▶ [INPUT FOR THIS TASK]

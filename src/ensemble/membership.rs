// Copyright 2026, Jeroen van Erp <jeroen@geeko.me>
// SPDX-License-Identifier: Apache-2.0

//! Ensemble membership configuration: parsing, generation and comparison.
//!
//! A membership maps `server.<id>` keys to member descriptors of the form
//! `host:peerPort:electionPort:role;clientHost:clientPort`. Pod ordinal `i`
//! is member id `i + 1`.

use crate::constants::ensemble::{
    CLUSTERING_PORT, LEADER_ELECTION_PORT, LOOPBACK_CLIENT_PORT, LOOPBACK_HOST, ROLE,
    SERVER_KEY_PREFIX,
};
use std::collections::BTreeMap;

pub type Membership = BTreeMap<String, String>;

/// Parse a `key=value` configuration response, keeping only member entries
pub fn parse_config(raw: &[u8]) -> Membership {
    String::from_utf8_lossy(raw)
        .lines()
        .filter_map(|line| line.split_once('='))
        .filter(|(key, _)| key.starts_with(SERVER_KEY_PREFIX))
        .map(|(key, value)| (key.to_string(), value.to_string()))
        .collect()
}

/// Membership for `scale` members, addressing pod ordinal `i` through `address`
pub fn generate_config(scale: usize, address: impl Fn(usize) -> String) -> Membership {
    (0..scale)
        .map(|ordinal| (member_key(ordinal + 1), member_descriptor(&address(ordinal))))
        .collect()
}

pub fn member_key(id: usize) -> String {
    format!("{}{}", SERVER_KEY_PREFIX, id)
}

fn member_descriptor(host: &str) -> String {
    format!(
        "{}:{}:{}:{};{}:{}",
        host, CLUSTERING_PORT, LEADER_ELECTION_PORT, ROLE, LOOPBACK_HOST, LOOPBACK_CLIENT_PORT
    )
}

/// `server.<id>=<descriptor>` lines as accepted by a reconfigure request
pub fn servers_map_to_list(members: &Membership) -> Vec<String> {
    members
        .iter()
        .map(|(key, descriptor)| format!("{}={}", key, descriptor))
        .collect()
}

/// Plain map inequality; descriptors are compared verbatim
pub fn is_different(current: &Membership, desired: &Membership) -> bool {
    current != desired
}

▶ [PROMPT] Copy out each line of the data in which the word "value" appears.

▶ [EXERCISE OUTPUT]
/// Parse a `key=value` configuration response, keeping only member entries
        .map(|(key, value)| (key.to_string(), value.to_string()))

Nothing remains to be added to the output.